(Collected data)
[Start of section]

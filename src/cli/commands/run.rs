//! `trackr run` - full pipeline

use std::path::Path;

use trackr::api::{self, WorkflowRequest};
use trackr::config::Config;
use trackr::output::{render_workflow, OutputMode};
use trackr::workflow::Pipeline;

use super::read_markup;

/// Scrape, rank and persist in one go
pub fn run(
    source: &str,
    html_file: Option<&Path>,
    mode: &str,
    prompt: &str,
    output: OutputMode,
) -> anyhow::Result<()> {
    let raw_html = read_markup(html_file)?;
    let pipeline = Pipeline::from_config(&Config::load());

    let request = WorkflowRequest {
        source_url: source.to_string(),
        raw_html,
        mode: mode.to_string(),
        custom_prompt: prompt.to_string(),
    };

    let result = api::run_workflow(&pipeline, &request)?;
    render_workflow(&result, output);
    Ok(())
}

[End of section]

◆ Task item
Out of the records above, pull the lines that include the word "source".

◆ Response
    source: &str,
        source_url: source.to_string(),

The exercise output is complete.